> _RECORDS SHOWN_

========

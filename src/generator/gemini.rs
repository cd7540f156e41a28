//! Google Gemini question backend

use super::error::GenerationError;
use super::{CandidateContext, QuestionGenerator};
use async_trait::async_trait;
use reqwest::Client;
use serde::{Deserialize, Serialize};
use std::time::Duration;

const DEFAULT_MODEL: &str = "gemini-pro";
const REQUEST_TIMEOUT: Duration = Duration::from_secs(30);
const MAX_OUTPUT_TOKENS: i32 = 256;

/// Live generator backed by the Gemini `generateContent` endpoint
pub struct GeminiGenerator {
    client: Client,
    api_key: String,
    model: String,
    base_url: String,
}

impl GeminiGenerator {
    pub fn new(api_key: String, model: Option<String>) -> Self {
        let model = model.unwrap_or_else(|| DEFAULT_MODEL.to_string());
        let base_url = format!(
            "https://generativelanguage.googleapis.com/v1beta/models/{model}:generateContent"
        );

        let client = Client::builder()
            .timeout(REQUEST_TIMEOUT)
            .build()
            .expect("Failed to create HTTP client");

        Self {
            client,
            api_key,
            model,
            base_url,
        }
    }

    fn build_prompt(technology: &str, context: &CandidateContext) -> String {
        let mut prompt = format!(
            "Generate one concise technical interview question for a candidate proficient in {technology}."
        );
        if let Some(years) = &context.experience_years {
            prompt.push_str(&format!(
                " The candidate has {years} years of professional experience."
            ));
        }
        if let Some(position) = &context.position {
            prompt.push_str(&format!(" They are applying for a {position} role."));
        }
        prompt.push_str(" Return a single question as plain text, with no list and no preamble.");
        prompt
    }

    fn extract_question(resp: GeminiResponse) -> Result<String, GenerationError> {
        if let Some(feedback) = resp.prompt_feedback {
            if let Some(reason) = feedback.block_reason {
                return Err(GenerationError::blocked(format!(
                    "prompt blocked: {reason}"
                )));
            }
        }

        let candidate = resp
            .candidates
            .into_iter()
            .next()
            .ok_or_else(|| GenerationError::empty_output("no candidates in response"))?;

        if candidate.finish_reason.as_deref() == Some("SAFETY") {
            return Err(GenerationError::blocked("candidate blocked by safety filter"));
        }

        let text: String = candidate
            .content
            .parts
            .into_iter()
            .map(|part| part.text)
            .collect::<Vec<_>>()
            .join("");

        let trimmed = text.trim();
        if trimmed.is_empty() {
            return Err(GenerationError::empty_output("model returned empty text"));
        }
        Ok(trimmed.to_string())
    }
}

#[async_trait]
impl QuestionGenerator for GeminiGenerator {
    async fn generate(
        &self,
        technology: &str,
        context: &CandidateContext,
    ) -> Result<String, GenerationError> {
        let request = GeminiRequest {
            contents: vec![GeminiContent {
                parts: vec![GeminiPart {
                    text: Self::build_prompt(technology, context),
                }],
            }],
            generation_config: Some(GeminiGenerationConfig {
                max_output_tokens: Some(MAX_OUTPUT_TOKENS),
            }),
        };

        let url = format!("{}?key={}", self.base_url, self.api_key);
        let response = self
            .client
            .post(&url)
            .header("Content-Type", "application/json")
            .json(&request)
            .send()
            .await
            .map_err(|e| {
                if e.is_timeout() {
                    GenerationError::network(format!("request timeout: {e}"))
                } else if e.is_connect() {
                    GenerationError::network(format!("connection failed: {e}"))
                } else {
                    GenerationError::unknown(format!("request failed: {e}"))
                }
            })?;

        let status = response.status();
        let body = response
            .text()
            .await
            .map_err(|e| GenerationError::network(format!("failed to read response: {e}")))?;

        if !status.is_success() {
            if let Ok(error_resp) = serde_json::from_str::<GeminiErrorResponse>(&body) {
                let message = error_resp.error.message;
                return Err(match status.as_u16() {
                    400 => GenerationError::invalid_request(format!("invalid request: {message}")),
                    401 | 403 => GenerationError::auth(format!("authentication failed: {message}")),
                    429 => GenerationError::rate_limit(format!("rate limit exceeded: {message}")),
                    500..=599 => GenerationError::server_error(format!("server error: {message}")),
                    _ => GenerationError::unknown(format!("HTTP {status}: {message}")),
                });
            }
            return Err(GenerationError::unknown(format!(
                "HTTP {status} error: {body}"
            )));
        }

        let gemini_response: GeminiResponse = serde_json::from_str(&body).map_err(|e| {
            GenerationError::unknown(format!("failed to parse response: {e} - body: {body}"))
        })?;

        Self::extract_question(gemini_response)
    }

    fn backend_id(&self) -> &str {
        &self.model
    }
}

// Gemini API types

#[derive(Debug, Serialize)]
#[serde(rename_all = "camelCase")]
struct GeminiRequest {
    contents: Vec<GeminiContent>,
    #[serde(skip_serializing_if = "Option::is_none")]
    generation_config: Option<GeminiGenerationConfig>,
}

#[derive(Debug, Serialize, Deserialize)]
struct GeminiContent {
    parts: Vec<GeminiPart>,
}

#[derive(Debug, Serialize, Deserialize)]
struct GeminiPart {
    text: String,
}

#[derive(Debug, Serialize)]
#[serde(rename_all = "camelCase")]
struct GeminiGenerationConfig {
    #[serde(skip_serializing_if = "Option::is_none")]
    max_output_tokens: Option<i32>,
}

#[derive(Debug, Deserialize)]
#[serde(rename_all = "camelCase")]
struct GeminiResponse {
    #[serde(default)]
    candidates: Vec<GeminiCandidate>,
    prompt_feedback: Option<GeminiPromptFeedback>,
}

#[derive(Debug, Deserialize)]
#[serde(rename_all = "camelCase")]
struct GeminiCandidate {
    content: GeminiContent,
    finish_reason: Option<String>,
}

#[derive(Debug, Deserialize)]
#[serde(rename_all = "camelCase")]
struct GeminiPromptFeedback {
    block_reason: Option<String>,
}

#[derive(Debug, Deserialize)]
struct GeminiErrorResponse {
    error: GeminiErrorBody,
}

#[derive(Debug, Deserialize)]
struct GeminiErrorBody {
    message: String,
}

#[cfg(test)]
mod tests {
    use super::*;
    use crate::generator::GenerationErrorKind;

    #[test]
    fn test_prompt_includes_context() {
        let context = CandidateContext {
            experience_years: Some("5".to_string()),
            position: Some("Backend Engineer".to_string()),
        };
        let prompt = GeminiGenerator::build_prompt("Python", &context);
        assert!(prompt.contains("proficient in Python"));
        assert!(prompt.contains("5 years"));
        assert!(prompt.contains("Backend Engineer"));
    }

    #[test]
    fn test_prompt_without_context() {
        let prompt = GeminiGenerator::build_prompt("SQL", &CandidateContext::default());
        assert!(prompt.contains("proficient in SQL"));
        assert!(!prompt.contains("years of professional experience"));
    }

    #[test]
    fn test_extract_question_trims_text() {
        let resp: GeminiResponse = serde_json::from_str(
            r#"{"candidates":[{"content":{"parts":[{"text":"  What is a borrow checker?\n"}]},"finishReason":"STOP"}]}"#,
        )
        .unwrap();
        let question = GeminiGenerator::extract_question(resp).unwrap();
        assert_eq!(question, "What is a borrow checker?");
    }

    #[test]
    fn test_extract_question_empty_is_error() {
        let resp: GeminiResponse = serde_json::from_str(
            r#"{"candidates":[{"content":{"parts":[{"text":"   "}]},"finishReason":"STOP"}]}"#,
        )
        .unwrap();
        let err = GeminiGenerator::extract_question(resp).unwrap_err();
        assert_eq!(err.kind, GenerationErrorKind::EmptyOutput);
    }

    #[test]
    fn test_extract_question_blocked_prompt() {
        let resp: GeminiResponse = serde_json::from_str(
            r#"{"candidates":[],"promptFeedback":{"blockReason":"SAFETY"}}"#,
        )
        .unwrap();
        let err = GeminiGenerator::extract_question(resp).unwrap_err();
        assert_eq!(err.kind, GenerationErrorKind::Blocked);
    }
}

========

> _WHAT IS EXPECTED_
Show each line from the listing above that includes the word "GeminiGenerator".

> _ANSWER AREA_
pub struct GeminiGenerator {
impl GeminiGenerator {
impl QuestionGenerator for GeminiGenerator {
        let prompt = GeminiGenerator::build_prompt("Python", &context);
        let prompt = GeminiGenerator::build_prompt("SQL", &CandidateContext::default());
        let question = GeminiGenerator::extract_question(resp).unwrap();
        let err = GeminiGenerator::extract_question(resp).unwrap_err();
        let err = GeminiGenerator::extract_question(resp).unwrap_err();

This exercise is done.